Abstract

Purpose This study aims to examine the impact of intangible investment on non-financial performance. This study also examines the moderating effect of the COVID-19 pandemic on this relationship. Design/methodology/approach This study extracted data from annual reports for a sample of Egyptian firms from 2012 to 2020. This study used the generalized method of moment for testing research. Findings This study finds that intangible investment positively affects non-financial performance and the COVID-19 pandemic has weakened this positive effect. Research limitations/implications A small sample size is one of the limitations of this study. Furthermore, because of the lack of data in Egypt, the analysis does not include other measures of intangible investment. Finally, the sectoral analysis does not include all sectors because of the lack of observations in some sectors. Practical implications This study offers practical and social implications. It would help policymakers, regulators and shareholders to realize the importance of the intangible investment and also shed light on the consequences of the COVID-19 pandemic. It also offers managerial implications.
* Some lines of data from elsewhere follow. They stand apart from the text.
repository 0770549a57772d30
pub mod domain;
pub mod protocol;
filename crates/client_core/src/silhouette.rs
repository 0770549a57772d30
//! Local handle for the hidden country's outline image.
//!
//! The fetched bytes are written to a file so a front end can address them by
//! path. The file lives until the handle is released or dropped.

use std::path::Path;

use tempfile::NamedTempFile;
use tracing::debug;

use crate::{error::SilhouetteError, transport::SilhouettePayload};

#[derive(Debug)]
pub struct SilhouetteResource {
    file: NamedTempFile,
    content_type: Option<String>,
    byte_len: usize,
}

impl SilhouetteResource {
    pub fn materialize(dir: &Path, payload: SilhouettePayload) -> Result<Self, SilhouetteError> {
        if payload.bytes.is_empty() {
            return Err(SilhouetteError::EmptyPayload);
        }
        let content_type = payload
            .content_type
            .map(|raw| raw.split(';').next().unwrap_or_default().trim().to_string())
            .filter(|ct| !ct.is_empty());
        if let Some(ct) = &content_type {
            if !ct.starts_with("image/") {
                return Err(SilhouetteError::NotAnImage(ct.clone()));
            }
        }

        std::fs::create_dir_all(dir)?;
        let mut file = tempfile::Builder::new()
            .prefix("silhouette-")
            .suffix(extension_for(content_type.as_deref()))
            .tempfile_in(dir)?;
        std::io::Write::write_all(&mut file, &payload.bytes)?;
        std::io::Write::flush(&mut file)?;

        debug!(
            "silhouette: materialized path={} bytes={}",
            file.path().display(),
            payload.bytes.len()
        );
        Ok(Self {
            file,
            content_type,
            byte_len: payload.bytes.len(),
        })
    }

    pub fn path(&self) -> &Path {
        self.file.path()
    }

    pub fn content_type(&self) -> Option<&str> {
        self.content_type.as_deref()
    }

    pub fn byte_len(&self) -> usize {
        self.byte_len
    }

    /// Deletes the backing file, reporting failures that a drop would swallow.
    pub fn release(self) -> Result<(), SilhouetteError> {
        let path = self.file.path().to_path_buf();
        self.file.close()?;
        debug!("silhouette: released path={}", path.display());
        Ok(())
    }
}

fn extension_for(content_type: Option<&str>) -> &'static str {
    match content_type {
        Some("image/png") | None => ".png",
        Some("image/jpeg") | Some("image/jpg") => ".jpg",
        Some("image/gif") => ".gif",
        Some("image/webp") => ".webp",
        Some("image/svg+xml") => ".svg",
        Some(_) => ".img",
    }
}
//! Plain-text rendering of game state for the terminal.

use client_core::{GameEnding, GameSnapshot};
use shared::domain::{GameOutcome, Guess};

pub fn guess_row(attempt: usize, guess: &Guess) -> String {
    format!(
        "{attempt}. {:<28} {:>7.0} km  {} {:<3} {}",
        guess.country,
        guess.distance,
        guess.direction.arrow(),
        guess.direction.code(),
        guess.maps_url
    )
}

pub fn guess_table(history: &[Guess]) -> String {
    history
        .iter()
        .enumerate()
        .map(|(idx, guess)| guess_row(idx + 1, guess))
        .collect::<Vec<_>>()
        .join("\n")
}

pub fn intro(snapshot: &GameSnapshot) -> String {
    let mut lines = vec!["Worldle: name the country from its silhouette.".to_string()];
    if let Some(path) = &snapshot.silhouette_path {
        lines.push(format!("Silhouette: {}", path.display()));
    }
    if let Some(catalog) = &snapshot.territories {
        lines.push(format!("{} territories to choose from.", catalog.len()));
    }
    lines.push(format!(
        "You have {} guesses. Type a country, ':list <prefix>' for hints, ':quit' to leave.",
        snapshot.guess_limit
    ));
    if !snapshot.history.is_empty() {
        lines.push("Guesses so far:".to_string());
        lines.push(guess_table(&snapshot.history));
    }
    lines.join("\n")
}

pub fn outcome(ending: GameEnding, outcome: &GameOutcome) -> String {
    let headline = match ending {
        GameEnding::Solved => "You got it!",
        GameEnding::LimitReached => "Out of guesses.",
    };
    format!(
        "{headline} The answer was {}.\nMap: {}",
        outcome.answer, outcome.answer_map_url
    )
}
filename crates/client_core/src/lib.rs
use std::{path::PathBuf, sync::Arc};

use shared::domain::{GameOutcome, Guess, SessionToken, TerritoryCatalog};
use storage::SessionStore;
use tokio::sync::{broadcast, Mutex};
use tracing::debug;

pub mod error;
pub mod orchestrator;
pub mod session;
pub mod silhouette;
pub mod state;
pub mod transport;

pub use error::{GuessError, InitError, SilhouetteError};
pub use orchestrator::{end_of_game, GuessOrchestrator, GuessPlan, GuessReport, Recorded};
pub use session::{InitStatus, SessionController};
pub use silhouette::SilhouetteResource;
pub use state::{GameEnding, GamePhase, GameState, SessionState, DEFAULT_GUESS_LIMIT};
pub use transport::{GameApi, GuessVerdict, HttpGameApi, SilhouettePayload};

#[derive(Debug, Clone)]
pub struct GameOptions {
    pub guess_limit: usize,
    /// Directory that receives the silhouette image file.
    pub resource_dir: PathBuf,
}

impl Default for GameOptions {
    fn default() -> Self {
        Self {
            guess_limit: DEFAULT_GUESS_LIMIT,
            resource_dir: std::env::temp_dir(),
        }
    }
}

#[derive(Debug, Clone)]
pub enum GameEvent {
    SessionReady {
        token: SessionToken,
        silhouette_path: PathBuf,
        territories: usize,
    },
    InitializationFailed(String),
    GuessRecorded(Guess),
    GuessFailed(String),
    GameOver {
        ending: GameEnding,
        outcome: GameOutcome,
    },
}

/// Read-only view handed to front ends.
#[derive(Debug, Clone)]
pub struct GameSnapshot {
    pub phase: GamePhase,
    pub token: Option<SessionToken>,
    pub silhouette_path: Option<PathBuf>,
    pub territories: Option<TerritoryCatalog>,
    pub history: Vec<Guess>,
    pub outcome: Option<GameOutcome>,
    pub ending: Option<GameEnding>,
    pub guess_limit: usize,
}

/// One game instance: a session controller and a guess orchestrator sharing
/// a single owned [`GameState`].
///
/// `state` is only held for local reads and writes, never across a request
/// to the service. `guess_slot` admits one submission at a time.
pub struct Game {
    controller: SessionController,
    orchestrator: GuessOrchestrator,
    state: Mutex<GameState>,
    guess_slot: Mutex<()>,
    events: broadcast::Sender<GameEvent>,
}

impl Game {
    pub fn new(
        api: Arc<dyn GameApi>,
        store: Arc<dyn SessionStore>,
        options: GameOptions,
    ) -> Arc<Self> {
        let (events, _) = broadcast::channel(64);
        Arc::new(Self {
            controller: SessionController::new(Arc::clone(&api), store, options.resource_dir),
            orchestrator: GuessOrchestrator::new(api, options.guess_limit),
            state: Mutex::new(GameState::default()),
            guess_slot: Mutex::new(()),
            events,
        })
    }

    pub fn subscribe_events(&self) -> broadcast::Receiver<GameEvent> {
        self.events.subscribe()
    }

    pub fn guess_limit(&self) -> usize {
        self.orchestrator.limit()
    }

    /// Safe to call from every startup hook; only the first call does work.
    pub async fn initialize(&self) -> InitStatus {
        if self.controller.has_started() {
            return InitStatus::AlreadyStarted;
        }
        // Built off to the side so readers and guesses see AWAITING_SESSION
        // until the whole session is in place.
        let mut session = SessionState::default();
        let status = self.controller.initialize(&mut session).await;
        if status == InitStatus::AlreadyStarted {
            return status;
        }
        let mut state = self.state.lock().await;
        state.session = session;
        match &status {
            InitStatus::Ready => {
                if let (Some(token), Some(silhouette), Some(catalog)) = (
                    state.session.token(),
                    state.session.silhouette(),
                    state.session.territories(),
                ) {
                    let _ = self.events.send(GameEvent::SessionReady {
                        token: token.clone(),
                        silhouette_path: silhouette.path().to_path_buf(),
                        territories: catalog.len(),
                    });
                }
            }
            InitStatus::Failed(reason) => {
                let _ = self
                    .events
                    .send(GameEvent::InitializationFailed(reason.clone()));
            }
            InitStatus::AlreadyStarted => {}
        }
        status
    }

    /// Submits one guess. A second call while one is in flight is rejected
    /// with [`GuessError::Busy`] so history order matches submission order.
    pub async fn submit_guess(&self, country: &str) -> Result<GuessReport, GuessError> {
        let Ok(_slot) = self.guess_slot.try_lock() else {
            debug!("guess: rejected, another guess is in flight country={country}");
            return Err(GuessError::Busy);
        };

        let result = self.run_guess(country).await;
        match &result {
            Ok(GuessReport::Continue { guess, .. }) => {
                let _ = self.events.send(GameEvent::GuessRecorded(guess.clone()));
            }
            Ok(GuessReport::GameOver {
                guess,
                ending,
                outcome,
            }) => {
                if let Some(guess) = guess {
                    let _ = self.events.send(GameEvent::GuessRecorded(guess.clone()));
                }
                let _ = self.events.send(GameEvent::GameOver {
                    ending: *ending,
                    outcome: outcome.clone(),
                });
            }
            Ok(GuessReport::RevealPending { guess, error, .. }) => {
                if let Some(guess) = guess {
                    let _ = self.events.send(GameEvent::GuessRecorded(guess.clone()));
                }
                let _ = self.events.send(GameEvent::GuessFailed(error.clone()));
            }
            Ok(GuessReport::Ignored) => {}
            Err(err) => {
                let _ = self.events.send(GameEvent::GuessFailed(err.to_string()));
            }
        }
        result
    }

    async fn run_guess(&self, country: &str) -> Result<GuessReport, GuessError> {
        let plan = {
            let state = self.state.lock().await;
            self.orchestrator.plan(&state.session, &state.play, country)?
        };

        let (guess, ending) = match plan {
            GuessPlan::Ignore => return Ok(GuessReport::Ignored),
            GuessPlan::Reveal(ending) => (None, ending),
            GuessPlan::Send(token) => {
                let response = self.orchestrator.evaluate(&token, country).await?;
                let mut state = self.state.lock().await;
                match self.orchestrator.record(&mut state.play, country, response) {
                    Recorded::Continue(report) => return Ok(report),
                    Recorded::Ended { guess, ending } => (Some(guess), ending),
                }
            }
        };

        let revealed = self.orchestrator.reveal(ending).await;
        let mut state = self.state.lock().await;
        let GameState { session, play } = &mut *state;
        let report = self.orchestrator.settle(play, ending, guess, revealed);
        if let GuessReport::GameOver { ending, .. } = &report {
            self.controller.conclude(session, *ending).await;
        }
        Ok(report)
    }

    pub async fn phase(&self) -> GamePhase {
        self.state.lock().await.phase()
    }

    pub async fn snapshot(&self) -> GameSnapshot {
        let state = self.state.lock().await;
        GameSnapshot {
            phase: state.phase(),
            token: state.session.token().cloned(),
            silhouette_path: state
                .session
                .silhouette()
                .map(|resource| resource.path().to_path_buf()),
            territories: state.session.territories().cloned(),
            history: state.play.history().to_vec(),
            outcome: state.play.outcome().cloned(),
            ending: state.play.ending(),
            guess_limit: self.orchestrator.limit(),
        }
    }

    /// Frees local resources when the front end goes away.
    pub async fn close(&self) {
        let mut state = self.state.lock().await;
        self.controller.release_silhouette(&mut state.session);
    }
}

#[cfg(test)]
#[path = "tests/mock_service.rs"]
pub(crate) mod mock_service;

#[cfg(test)]
#[path = "tests/lib_tests.rs"]
mod tests;
use std::{fmt, str::FromStr};

use serde::{Deserialize, Serialize};

/// Opaque identity of one game, issued by the service.
#[derive(Debug, Clone, PartialEq, Eq, Hash, Serialize, Deserialize)]
#[serde(transparent)]
pub struct SessionToken(String);

impl SessionToken {
    /// Returns `None` for blank tokens; the service never issues one.
    pub fn new(raw: impl Into<String>) -> Option<Self> {
        let raw = raw.into();
        if raw.trim().is_empty() {
            None
        } else {
            Some(Self(raw))
        }
    }

    pub fn as_str(&self) -> &str {
        &self.0
    }
}

impl fmt::Display for SessionToken {
    fn fmt(&self, f: &mut fmt::Formatter<'_>) -> fmt::Result {
        f.write_str(&self.0)
    }
}

/// Compass bearing from a guess to the hidden answer.
#[derive(Debug, Clone, PartialEq, Eq, Hash, Serialize, Deserialize)]
#[serde(from = "String", into = "String")]
pub enum Direction {
    North,
    NorthEast,
    East,
    SouthEast,
    South,
    SouthWest,
    West,
    NorthWest,
    /// Anything else the service sends, kept verbatim.
    Other(String),
}

impl Direction {
    pub fn code(&self) -> &str {
        match self {
            Self::North => "N",
            Self::NorthEast => "NE",
            Self::East => "E",
            Self::SouthEast => "SE",
            Self::South => "S",
            Self::SouthWest => "SW",
            Self::West => "W",
            Self::NorthWest => "NW",
            Self::Other(raw) => raw,
        }
    }

    pub fn arrow(&self) -> &'static str {
        match self {
            Self::North => "↑",
            Self::NorthEast => "↗",
            Self::East => "→",
            Self::SouthEast => "↘",
            Self::South => "↓",
            Self::SouthWest => "↙",
            Self::West => "←",
            Self::NorthWest => "↖",
            Self::Other(_) => "·",
        }
    }
}

impl FromStr for Direction {
    type Err = std::convert::Infallible;

    fn from_str(s: &str) -> Result<Self, Self::Err> {
        let normalized = s.trim().to_ascii_uppercase().replace(['-', '_', ' '], "");
        Ok(match normalized.as_str() {
            "N" | "NORTH" => Self::North,
            "NE" | "NORTHEAST" => Self::NorthEast,
            "E" | "EAST" => Self::East,
            "SE" | "SOUTHEAST" => Self::SouthEast,
            "S" | "SOUTH" => Self::South,
            "SW" | "SOUTHWEST" => Self::SouthWest,
            "W" | "WEST" => Self::West,
            "NW" | "NORTHWEST" => Self::NorthWest,
            _ => Self::Other(s.to_string()),
        })
    }
}

impl From<String> for Direction {
    fn from(value: String) -> Self {
        match value.parse() {
            Ok(direction) => direction,
            Err(never) => match never {},
        }
    }
}

impl From<Direction> for String {
    fn from(value: Direction) -> Self {
        value.code().to_string()
    }
}

impl fmt::Display for Direction {
    fn fmt(&self, f: &mut fmt::Formatter<'_>) -> fmt::Result {
        f.write_str(self.code())
    }
}

/// One evaluated guess.
#[derive(Debug, Clone, PartialEq, Serialize, Deserialize)]
pub struct Guess {
    pub country: String,
    pub distance: f64,
    pub direction: Direction,
    pub maps_url: String,
}

/// Revealed answer once the game has ended.
#[derive(Debug, Clone, PartialEq, Eq, Serialize, Deserialize)]
pub struct GameOutcome {
    pub answer: String,
    pub answer_map_url: String,
}

/// Valid guessable territory names in service order.
#[derive(Debug, Clone, Default, PartialEq, Eq, Serialize, Deserialize)]
#[serde(transparent)]
pub struct TerritoryCatalog(Vec<String>);

impl TerritoryCatalog {
    pub fn new(names: Vec<String>) -> Self {
        Self(names)
    }

    pub fn names(&self) -> &[String] {
        &self.0
    }

    pub fn len(&self) -> usize {
        self.0.len()
    }

    pub fn is_empty(&self) -> bool {
        self.0.is_empty()
    }

    /// Case-insensitive exact lookup, returning the catalog's spelling.
    pub fn resolve(&self, input: &str) -> Option<&str> {
        let needle = input.trim();
        self.0
            .iter()
            .find(|name| name.eq_ignore_ascii_case(needle))
            .map(String::as_str)
    }

    pub fn suggestions(&self, prefix: &str, limit: usize) -> Vec<&str> {
        let prefix = prefix.trim().to_ascii_lowercase();
        if prefix.is_empty() {
            return Vec::new();
        }
        self.0
            .iter()
            .filter(|name| name.to_ascii_lowercase().starts_with(&prefix))
            .take(limit)
            .map(String::as_str)
            .collect()
    }
}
It motivates managers to invest more in intangible investment as an important resource to increase customer satisfaction and loyalty, enhance the internal operating performance and improve learning and growth, which result in creating sustainable competitive advantage. Originality/value This study provides new empirical evidence on the impact of intangible investment on different dimensions of non-financial performance. To the best of the authors’ knowledge, this paper offers the first empirical evidence on the moderating role of the COVID-19 pandemic in the relationship between intangible investment and non-financial performance.